Pat-Pat was co-founded in 2014 by three entrepreneurs with no experience in the clothing industry. They believed that there was a huge untapped middle class consumer group in the US kids fashion sector and decided to use their knowledge of algorithms and digital marketing to fill this need in the US and abroad. And they were very successful.
As a leading player among DTC brands going abroad, Pat-Pat shares many similarities with SHEIN, especially in terms of content marketing, mass-targeted product pricing, as well as abundant SKUs and rapid design uptake - thanks to their flexible supply chain in China.
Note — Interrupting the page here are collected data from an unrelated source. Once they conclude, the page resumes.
//! tsc output parser.

use camino::{Utf8Component, Utf8Path, Utf8PathBuf};
use serde::{Deserialize, Serialize};

/// A diagnostic reported by the compiler.
#[derive(Debug, Clone, Serialize, Deserialize, PartialEq, Eq)]
pub struct TscDiagnostic {
    /// Absolute path of the file the diagnostic belongs to, if any.
    pub file: Option<Utf8PathBuf>,
    /// Start position, present whenever `file` is.
    pub start: Option<DiagnosticPosition>,
    /// The diagnostic category.
    pub category: DiagnosticCategory,
    /// The numeric TypeScript code (`2322` for `TS2322`).
    pub code: u32,
    /// The message. Continuation lines of a message chain follow the head,
    /// separated by newlines and keeping their indentation.
    pub message: String,
}

impl TscDiagnostic {
    /// Returns the first line of the message chain.
    pub fn head_message(&self) -> &str {
        self.message.lines().next().unwrap_or("")
    }

    /// Returns the code in `TS1234` form.
    pub fn code_label(&self) -> String {
        format!("TS{}", self.code)
    }
}

/// A position in a diagnostic.
#[derive(Debug, Clone, Copy, Serialize, Deserialize, PartialEq, Eq)]
pub struct DiagnosticPosition {
    /// 1-indexed line number.
    pub line: u32,
    /// 1-indexed column number.
    pub column: u32,
}

/// Diagnostic category as printed by the compiler.
#[derive(Debug, Clone, Copy, Serialize, Deserialize, PartialEq, Eq)]
#[serde(rename_all = "lowercase")]
pub enum DiagnosticCategory {
    Error,
    Warning,
    Suggestion,
    Message,
}

impl DiagnosticCategory {
    fn parse(word: &str) -> Option<Self> {
        match word {
            "error" => Some(Self::Error),
            "warning" => Some(Self::Warning),
            "suggestion" => Some(Self::Suggestion),
            "message" => Some(Self::Message),
            _ => None,
        }
    }

    /// Returns the lowercase name used by the compiler.
    pub fn as_str(&self) -> &'static str {
        match self {
            Self::Error => "error",
            Self::Warning => "warning",
            Self::Suggestion => "suggestion",
            Self::Message => "message",
        }
    }
}

/// Parsed compiler output.
#[derive(Debug, Default)]
pub struct TscOutput {
    /// The diagnostics, in the order the compiler printed them.
    pub diagnostics: Vec<TscDiagnostic>,
}

/// Parses `tsc --pretty false` output into diagnostics.
///
/// Relative file paths are resolved against `project_root`, which must be the
/// working directory the compiler ran in.
pub fn parse_tsc_output(output: &str, project_root: &Utf8Path) -> TscOutput {
    let mut diagnostics: Vec<TscDiagnostic> = Vec::new();
    let mut in_diagnostic = false;

    for raw_line in output.lines() {
        let line = raw_line.trim_end_matches('\r');

        if line.starts_with([' ', '\t']) {
            if in_diagnostic {
                if let Some(last) = diagnostics.last_mut() {
                    last.message.push('\n');
                    last.message.push_str(line.trim_end());
                }
            }
            continue;
        }

        match parse_diagnostic_line(line, project_root) {
            Some(diag) => {
                diagnostics.push(diag);
                in_diagnostic = true;
            }
            None => in_diagnostic = false,
        }
    }

    TscOutput { diagnostics }
}

/// Parses a single diagnostic head line.
fn parse_diagnostic_line(line: &str, project_root: &Utf8Path) -> Option<TscDiagnostic> {
    parse_paren_location(line, project_root)
        .or_else(|| parse_dash_location(line, project_root))
        .or_else(|| parse_global(line))
}

/// Format: `file.ts(line,col): error TS1234: message`
fn parse_paren_location(line: &str, project_root: &Utf8Path) -> Option<TscDiagnostic> {
    for (idx, _) in line.match_indices("): ") {
        let before = &line[..idx];
        let Some(open) = before.rfind('(') else {
            continue;
        };
        let Some((line_str, col_str)) = before[open + 1..].split_once(',') else {
            continue;
        };
        let (Ok(line_num), Ok(column)) = (line_str.parse::<u32>(), col_str.parse::<u32>()) else {
            continue;
        };
        let file_path = &before[..open];
        if file_path.is_empty() {
            continue;
        }

        let (category, code, message) = parse_category_and_code(&line[idx + 3..])?;
        return Some(TscDiagnostic {
            file: Some(resolve_path(file_path, project_root)),
            start: Some(DiagnosticPosition {
                line: line_num,
                column,
            }),
            category,
            code,
            message,
        });
    }

    None
}

/// Format: `file.ts:line:column - error TS1234: message`
fn parse_dash_location(line: &str, project_root: &Utf8Path) -> Option<TscDiagnostic> {
    let (location, message_part) = line.split_once(" - ")?;

    // Parse location (file:line:column)
    let loc_parts: Vec<&str> = location.rsplitn(3, ':').collect();
    if loc_parts.len() < 3 {
        return None;
    }

    let column: u32 = loc_parts[0].parse().ok()?;
    let line_num: u32 = loc_parts[1].parse().ok()?;
    let file_path = loc_parts[2];

    let (category, code, message) = parse_category_and_code(message_part)?;
    Some(TscDiagnostic {
        file: Some(resolve_path(file_path, project_root)),
        start: Some(DiagnosticPosition {
            line: line_num,
            column,
        }),
        category,
        code,
        message,
    })
}

/// Format: `error TS5023: message`
fn parse_global(line: &str) -> Option<TscDiagnostic> {
    let (category, code, message) = parse_category_and_code(line)?;
    Some(TscDiagnostic {
        file: None,
        start: None,
        category,
        code,
        message,
    })
}

/// Parses `error TS1234: message`.
fn parse_category_and_code(text: &str) -> Option<(DiagnosticCategory, u32, String)> {
    let (word, rest) = text.split_once(' ')?;
    let category = DiagnosticCategory::parse(word)?;

    let rest = rest.trim_start().strip_prefix("TS")?;
    let (code, message) = rest.split_once(':')?;
    let code = code.trim().parse().ok()?;

    Some((category, code, message.trim().to_string()))
}

/// Resolves a path printed by the compiler to a normalized absolute path.
fn resolve_path(raw: &str, project_root: &Utf8Path) -> Utf8PathBuf {
    let path = Utf8Path::new(raw);
    if path.is_absolute() {
        normalize_path(path)
    } else {
        normalize_path(&project_root.join(path))
    }
}

/// Lexically removes `.` and `..` components.
pub fn normalize_path(path: &Utf8Path) -> Utf8PathBuf {
    let mut normalized = Utf8PathBuf::new();
    for component in path.components() {
        match component {
            Utf8Component::CurDir => {}
            Utf8Component::ParentDir => {
                if !normalized.pop() {
                    normalized.push("..");
                }
            }
            other => normalized.push(other.as_str()),
        }
    }
    normalized
}
impl TscRunner {
    /// Creates a new runner.
    pub fn new(
        tsc_path: Utf8PathBuf,
        project_root: Utf8PathBuf,
        tsconfig_path: Utf8PathBuf,
    ) -> Self {
        Self {
            tsc_path,
            project_root,
            tsconfig_path,
        }
    }

    /// Finds `tsconfig.json` in `start` or the closest ancestor.
    pub fn find_tsconfig(start: &Utf8Path) -> Option<Utf8PathBuf> {
        start
            .ancestors()
            .map(|dir| dir.join("tsconfig.json"))
            .find(|candidate| candidate.is_file())
    }

    /// Attempts to find tsc in the workspace, PATH, or common locations.
    ///
    /// Search order:
    /// 1. node_modules/.bin/tsc in the workspace and its ancestors
    /// 2. System PATH
    /// 3. Common installation locations
    /// 4. Cache directory
    pub fn find_tsc(workspace_root: Option<&Utf8Path>) -> Option<Utf8PathBuf> {
        if let Some(workspace) = workspace_root {
            for dir in workspace.ancestors() {
                let local = dir.join("node_modules/.bin/tsc");
                if local.exists() {
                    return Some(local);
                }
            }
        }

        if let Ok(path) = which::which("tsc") {
            if let Ok(utf8_path) = Utf8PathBuf::try_from(path) {
                return Some(utf8_path);
            }
        }

        let common_paths = ["/usr/local/bin/tsc", "/usr/bin/tsc", "~/.local/bin/tsc"];
        for path in common_paths {
            let expanded = shellexpand::tilde(path);
            let path = Utf8Path::new(expanded.as_ref());
            if path.exists() {
                return Some(path.to_owned());
            }
        }

        let cached = Self::get_cache_dir()?.join("node_modules/.bin/tsc");
        cached.exists().then_some(cached)
    }

    /// Gets the cache directory for ts-check-rs.
    pub fn get_cache_dir() -> Option<Utf8PathBuf> {
        dirs::cache_dir()
            .and_then(|p| Utf8PathBuf::try_from(p).ok())
            .map(|p| p.join("ts-check-rs"))
    }

    /// Returns the version string printed by `tsc --version`.
    pub async fn get_tsc_version(tsc_path: &Utf8Path) -> Result<String, TscError> {
        let output = Command::new(tsc_path)
            .arg("--version")
            .stdout(Stdio::piped())
            .stderr(Stdio::piped())
            .output()
            .await?;

        if !output.status.success() {
            return Err(TscError::ProcessFailed {
                code: output.status.code().unwrap_or(-1),
                stderr: String::from_utf8_lossy(&output.stderr).to_string(),
            });
        }

        Ok(String::from_utf8_lossy(&output.stdout).trim().to_string())
    }

    /// Installs or updates typescript in the cache directory.
    pub async fn update_tsc(version: Option<&str>) -> Result<Utf8PathBuf, TscError> {
        let pm = PackageManager::detect_from_path().ok_or(TscError::PackageManagerNotFound)?;
        let package_spec = match version {
            Some(v) => format!("{TYPESCRIPT_PACKAGE}@{v}"),
            None => format!("{TYPESCRIPT_PACKAGE}@latest"),
        };
        Self::install_into_cache(pm, &package_spec).await
    }

    /// Finds tsc, installing typescript into the cache directory when it is
    /// not available anywhere.
    pub async fn ensure_tsc(workspace_root: Option<&Utf8Path>) -> Result<Utf8PathBuf, TscError> {
        if let Some(path) = Self::find_tsc(workspace_root) {
            return Ok(path);
        }

        let pm = workspace_root
            .and_then(PackageManager::detect_from_workspace)
            .or_else(PackageManager::detect_from_path)
            .ok_or(TscError::PackageManagerNotFound)?;

        Self::install_into_cache(pm, TYPESCRIPT_PACKAGE).await
    }

    async fn install_into_cache(
        pm: PackageManager,
        package_spec: &str,
    ) -> Result<Utf8PathBuf, TscError> {
        let cache_dir = Self::get_cache_dir().ok_or_else(|| {
            TscError::InstallFailed("could not determine cache directory".into())
        })?;

        std::fs::create_dir_all(&cache_dir)
            .map_err(|e| TscError::InstallFailed(format!("failed to create cache dir: {e}")))?;

        eprintln!("Installing {} using {}...", package_spec, pm.command_name());

        let output = Command::new(pm.command_name())
            .args(pm.install_args(package_spec))
            .current_dir(&cache_dir)
            .stdout(Stdio::piped())
            .stderr(Stdio::piped())
            .output()
            .await
            .map_err(|e| {
                TscError::InstallFailed(format!("failed to run {}: {e}", pm.command_name()))
            })?;

        if !output.status.success() {
            let stderr = String::from_utf8_lossy(&output.stderr);
            return Err(TscError::InstallFailed(format!(
                "{} install failed: {stderr}",
                pm.command_name()
            )));
        }

        let tsc_path = cache_dir.join("node_modules/.bin/tsc");
        if !tsc_path.exists() {
            return Err(TscError::InstallFailed(format!(
                "tsc binary not found after {} install",
                pm.command_name()
            )));
        }

        eprintln!("tsc installed at {}", tsc_path);
        Ok(tsc_path)
    }

    /// Path of the generated overlay tsconfig.
    pub fn overlay_path(&self) -> Utf8PathBuf {
        self.project_root.join(WORK_DIR_NAME).join("tsconfig.json")
    }

    /// Renders the overlay tsconfig.
    ///
    /// The overlay extends the project tsconfig, replaces its inputs with
    /// `root_files` and layers `overrides` over its compiler options.
    fn render_overlay(
        &self,
        root_files: &[Utf8PathBuf],
        overrides: &CompilerOverrides,
    ) -> Result<String, TscError> {
        let mut root = Map::new();
        root.insert(
            "extends".to_string(),
            Value::String(self.tsconfig_path.to_string()),
        );
        root.insert(
            "compilerOptions".to_string(),
            Value::Object(overrides.as_map().clone()),
        );
        root.insert(
            "files".to_string(),
            Value::Array(
                root_files
                    .iter()
                    .map(|f| Value::String(f.to_string()))
                    .collect(),
            ),
        );
        root.insert("include".to_string(), Value::Array(Vec::new()));

        serde_json::to_string_pretty(&Value::Object(root))
            .map_err(|e| TscError::OverlayFailed(e.to_string()))
    }

    /// Type-checks `root_files` and returns the compiler's diagnostics.
    pub async fn check(
        &self,
        root_files: &[Utf8PathBuf],
        overrides: &CompilerOverrides,
        emit_diagnostics: bool,
    ) -> Result<TscCheckOutput, TscError> {
        let total_start = Instant::now();
        let mut stats = TscCheckStats::default();

        if root_files.is_empty() {
            debug!("no root files, skipping tsc");
            return Ok(TscCheckOutput::default());
        }

        if !self.tsc_path.exists() {
            return Err(TscError::NotFound(self.tsc_path.clone()));
        }

        let write_start = Instant::now();
        let overlay_path = self.overlay_path();
        if let Some(parent) = overlay_path.parent() {
            std::fs::create_dir_all(parent)
                .map_err(|e| TscError::OverlayFailed(format!("create {parent}: {e}")))?;
        }
        let overlay = self.render_overlay(root_files, overrides)?;
        stats.overlay_written = write_if_changed(&overlay_path, overlay.as_bytes())?;
        stats.timings.write_time = write_start.elapsed();
        debug!(
            overlay = %overlay_path,
            written = stats.overlay_written,
            files = root_files.len(),
            "prepared overlay tsconfig"
        );

        let tsc_start = Instant::now();
        let mut command = Command::new(&self.tsc_path);
        command
            .arg("--project")
            .arg(&overlay_path)
            .arg("--pretty")
            .arg("false");
        if emit_diagnostics {
            command.arg("--extendedDiagnostics");
        }
        info!(tsc = %self.tsc_path, "running compiler");
        let output = command
            .current_dir(&self.project_root)
            .stdout(Stdio::piped())
            .stderr(Stdio::piped())
            .output()
            .await?;
        stats.timings.tsc_time = tsc_start.elapsed();

        let stdout = String::from_utf8_lossy(&output.stdout);
        let stderr = String::from_utf8_lossy(&output.stderr);

        let parse_start = Instant::now();
        let parsed = parse_tsc_output(&stdout, &self.project_root);
        stats.timings.parse_time = parse_start.elapsed();

        // tsc exits non-zero whenever it reports diagnostics, which is expected
        if !output.status.success() && parsed.diagnostics.is_empty() {
            let detail = if stderr.trim().is_empty() {
                stdout.trim().to_string()
            } else {
                stderr.trim().to_string()
            };
            return Err(TscError::ProcessFailed {
                code: output.status.code().unwrap_or(-1),
                stderr: detail,
            });
        }

        if emit_diagnostics {
            stats.diagnostics = extract_extended_diagnostics(&stdout);
        }
        stats.timings.total_time = total_start.elapsed();
        debug!(
            count = parsed.diagnostics.len(),
            elapsed = ?stats.timings.total_time,
            "tsc finished"
        );

        Ok(TscCheckOutput {
            diagnostics: parsed.diagnostics,
            stats,
        })
    }
}
//! Main orchestration logic.

use crate::cli::{Args, OutputFormat};
use crate::config::{ConfigError, ResolvedConfig, TsCheckConfig, TsConfig};
use crate::output::{CheckSummary, Formatter};
use crate::paths::{absolute_from, is_checkable_file, relative_path};
use camino::{Utf8Path, Utf8PathBuf};
use colored::Colorize;
use miette::Diagnostic;
use std::time::{Duration, Instant};
use thiserror::Error;
use tracing::{debug, info};
use tsc_runner::{CompilerOverrides, TscCheckStats, TscError, TscRunner, WORK_DIR_NAME};

/// Orchestration errors.
#[derive(Debug, Error, Diagnostic)]
pub enum OrchestratorError {
    /// Invalid workspace directory.
    #[error("invalid workspace: {0}")]
    #[diagnostic(code(ts_check::workspace))]
    Workspace(String),

    /// Configuration error.
    #[error(transparent)]
    #[diagnostic(transparent)]
    Config(#[from] ConfigError),

    /// Compiler error.
    #[error("tsc error: {0}")]
    #[diagnostic(
        code(ts_check::tsc),
        help("install typescript in the project or pass --tsc <path>")
    )]
    Tsc(#[from] TscError),

    /// Watch error.
    #[error("watch error: {0}")]
    #[diagnostic(code(ts_check::watch))]
    WatchFailed(String),
}

/// Resolves the workspace argument to an absolute path.
pub fn resolve_workspace(workspace: &Utf8Path) -> Result<Utf8PathBuf, OrchestratorError> {
    let absolute = if workspace.is_relative() {
        let cwd = std::env::current_dir().map_err(|e| OrchestratorError::Workspace(e.to_string()))?;
        let cwd = Utf8PathBuf::try_from(cwd)
            .map_err(|e| OrchestratorError::Workspace(e.to_string()))?;
        cwd.join(workspace)
    } else {
        workspace.to_owned()
    };

    let normalized = tsc_runner::normalize_path(&absolute);
    if !normalized.is_dir() {
        return Err(OrchestratorError::Workspace(format!(
            "{normalized} is not a directory"
        )));
    }
    Ok(normalized)
}

/// Runs the check once, or repeatedly in watch mode.
pub async fn run(args: Args) -> Result<CheckSummary, OrchestratorError> {
    let workspace = resolve_workspace(&args.workspace)?;

    if args.watch {
        run_watch_mode(&args, &workspace).await
    } else {
        run_single_check(&args, &workspace).await
    }
}

/// Prints a progress line with the elapsed time (human output only).
fn notice(args: &Args, message: &str, started: Instant) {
    if args.output.is_human() {
        println!(
            "{} {}",
            format!("[info] {message}").blue(),
            format!("{}ms", started.elapsed().as_millis()).bright_black()
        );
    }
}

/// Runs a single check pass.
async fn run_single_check(
    args: &Args,
    workspace: &Utf8Path,
) -> Result<CheckSummary, OrchestratorError> {
    let started = Instant::now();
    let timings_enabled = args.timings || read_env_bool("TS_CHECK_RS_TIMINGS").unwrap_or(false);
    notice(args, "Starting TypeScript type check", started);

    let Some((config_path, user_config)) =
        TsCheckConfig::load_from_workspace(workspace, args.config.as_deref())?
    else {
        notice(args, "No tscheck config found, nothing to check", started);
        if args.output == OutputFormat::Json {
            println!("[]");
        }
        return Ok(CheckSummary::default());
    };

    let tsconfig_path = match &args.tsconfig {
        Some(path) => absolute_from(path, workspace),
        None => TscRunner::find_tsconfig(workspace)
            .ok_or_else(|| ConfigError::TsconfigNotFound(workspace.to_owned()))?,
    };
    let tsconfig = TsConfig::load(&tsconfig_path)?;

    let resolve_start = Instant::now();
    let resolved = ResolvedConfig::resolve(workspace, tsconfig_path, &tsconfig, &user_config)?;
    let resolve_time = resolve_start.elapsed();
    notice(
        args,
        &format!(
            "Loaded {}, checking {} files",
            relative_path(&config_path, workspace),
            resolved.include_files.len()
        ),
        started,
    );

    let root_files = resolved.root_files();
    let overrides = CompilerOverrides::check_only().merge(&resolved.inner_config);

    let tsc_path = match &args.tsc {
        Some(path) => absolute_from(path, workspace),
        None => TscRunner::ensure_tsc(Some(workspace)).await?,
    };
    debug!(tsc = %tsc_path, tsconfig = %resolved.tsconfig_path, "resolved compiler");

    let runner = TscRunner::new(
        tsc_path,
        workspace.to_owned(),
        resolved.tsconfig_path.clone(),
    );
    let output = runner
        .check(&root_files, &overrides, args.tsc_diagnostics)
        .await?;
    notice(args, "Scan complete, reporting", started);

    let total = output.diagnostics.len();
    let reported = resolved.filter.apply(output.diagnostics);
    info!(total, reported = reported.len(), "filtered diagnostics");

    let formatter = Formatter::new(args.output, workspace);
    let formatted = formatter.format(&reported);
    if args.output == OutputFormat::Json {
        println!("{formatted}");
    } else {
        print!("{formatted}");
    }

    let summary =
        CheckSummary::from_diagnostics(&reported, root_files.len(), args.fail_on_warnings);

    if args.output.is_human() {
        let line = summary.format();
        let line = if summary.error_count > 0 || summary.warning_count > 0 {
            line.bright_red()
        } else {
            line.green()
        };
        println!(
            "{} {}",
            line,
            format!("{}ms", started.elapsed().as_millis()).bright_black()
        );
    }

    if args.tsc_diagnostics {
        if let Some(block) = &output.stats.diagnostics {
            eprintln!("=== tsc diagnostics ===");
            eprintln!("{block}");
        }
    }

    if timings_enabled {
        print_timings(resolve_time, &output.stats, started.elapsed());
    }

    Ok(summary)
}

fn print_timings(resolve_time: Duration, stats: &TscCheckStats, total: Duration) {
    eprintln!("=== ts-check-rs timings ===");
    eprintln!("resolve: {:?}", resolve_time);
    eprintln!(
        "tsc: write {:?} ({}) run {:?} parse {:?}",
        stats.timings.write_time,
        if stats.overlay_written {
            "written"
        } else {
            "unchanged"
        },
        stats.timings.tsc_time,
        stats.timings.parse_time
    );
    eprintln!("total: {:?}", total);
}

fn read_env_bool(name: &str) -> Option<bool> {
    let value = std::env::var(name).ok()?;
    match value.to_ascii_lowercase().as_str() {
        "1" | "true" | "yes" | "on" => Some(true),
        "0" | "false" | "no" | "off" => Some(false),
        _ => None,
    }
}

/// Returns whether a change to `path` should trigger a re-check.
fn is_watched_path(path: &std::path::Path, workspace: &Utf8Path) -> bool {
    let Some(path) = Utf8Path::from_path(path) else {
        return false;
    };
    let relative = relative_path(path, workspace);
    if relative
        .split('/')
        .any(|component| component == "node_modules" || component == WORK_DIR_NAME)
    {
        return false;
    }

    let name = path.file_name().unwrap_or("");
    name == "tsconfig.json" || name.starts_with("tscheck.config.") || is_checkable_file(path)
}

fn report_failure(result: Result<CheckSummary, OrchestratorError>) {
    if let Err(e) = result {
        eprintln!("{:?}", miette::Report::new(e));
    }
}

/// Runs in watch mode.
async fn run_watch_mode(
    args: &Args,
    workspace: &Utf8Path,
) -> Result<CheckSummary, OrchestratorError> {
    use notify::{Config, RecommendedWatcher, RecursiveMode, Watcher};

    println!("Starting watch mode...\n");

    report_failure(run_single_check(args, workspace).await);

    let (tx, mut rx) = tokio::sync::mpsc::channel(100);

    let mut watcher = RecommendedWatcher::new(
        move |res: Result<notify::Event, notify::Error>| {
            if let Ok(event) = res {
                let _ = tx.blocking_send(event);
            }
        },
        Config::default().with_poll_interval(Duration::from_secs(1)),
    )
    .map_err(|e| OrchestratorError::WatchFailed(e.to_string()))?;

    watcher
        .watch(workspace.as_std_path(), RecursiveMode::Recursive)
        .map_err(|e| OrchestratorError::WatchFailed(e.to_string()))?;

    println!("Watching for changes... (Ctrl+C to stop)\n");

    while let Some(event) = rx.recv().await {
        if !event
            .paths
            .iter()
            .any(|p| is_watched_path(p, workspace))
        {
            continue;
        }

        // Let bursts of events from one save settle
        tokio::time::sleep(Duration::from_millis(100)).await;
        while rx.try_recv().is_ok() {}

        if !args.preserve_watch_output {
            print!("\x1B[2J\x1B[1;1H");
        }
        println!("File change detected, re-checking...\n");

        report_failure(run_single_check(args, workspace).await);
    }

    Err(OrchestratorError::WatchFailed(
        "watch channel closed unexpectedly".to_string(),
    ))
}

#[cfg(test)]
mod tests {
    use super::*;
    use std::path::Path;

    #[test]
    fn test_resolve_relative_workspace() {
        let workspace = resolve_workspace(Utf8Path::new(".")).unwrap();
        assert!(workspace.is_absolute());
        assert!(!workspace.as_str().ends_with("/."));
    }

    #[test]
    fn test_resolve_missing_workspace() {
        let err = resolve_workspace(Utf8Path::new("/definitely/not/here")).unwrap_err();
        assert!(matches!(err, OrchestratorError::Workspace(_)));
    }

    #[test]
    fn test_watched_paths() {
        let root = Utf8Path::new("/work/app");
        assert!(is_watched_path(Path::new("/work/app/src/a.ts"), root));
        assert!(is_watched_path(Path::new("/work/app/src/view.tsx"), root));
        assert!(is_watched_path(Path::new("/work/app/tsconfig.json"), root));
        assert!(is_watched_path(Path::new("/work/app/tscheck.config.js"), root));
        assert!(!is_watched_path(Path::new("/work/app/README.md"), root));
        assert!(!is_watched_path(
            Path::new("/work/app/node_modules/x/index.d.ts"),
            root
        ));
        assert!(!is_watched_path(
            Path::new("/work/app/.ts-check-rs/tsconfig.json"),
            root
        ));
    }

    #[test]
    fn test_read_env_bool() {
        std::env::set_var("TS_CHECK_RS_TEST_FLAG", "Yes");
        assert_eq!(read_env_bool("TS_CHECK_RS_TEST_FLAG"), Some(true));
        std::env::set_var("TS_CHECK_RS_TEST_FLAG", "off");
        assert_eq!(read_env_bool("TS_CHECK_RS_TEST_FLAG"), Some(false));
        std::env::remove_var("TS_CHECK_RS_TEST_FLAG");
        assert_eq!(read_env_bool("TS_CHECK_RS_TEST_FLAG"), None);
    }
}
Both PatPat and SHEIN have high repurchase rates, but for different reasons: SHEIN is a fast fashion e-commerce platform that attracts repeat customers with low prices and a wide variety of on-trend designs. PatPat, on the other hand, makes children's clothing, which is a market where the frequency of changing clothes - you can't stop children from growing - is inherently high.
Since many consumers appreciate the quality of children's clothing, PatPat is dedicated to developing well-designed pieces rather than simply offering cheap products like SHEIN. Using the team's IT expertise, PatPat developed analytical tools for "keyword search" and "popular color trends" to bring diverse and stylish clothing products to consumers in the US market, where children's clothing is generally more monotonous. PatPat also aims to use these tools to solve inventory and turnover issues in the apparel industry.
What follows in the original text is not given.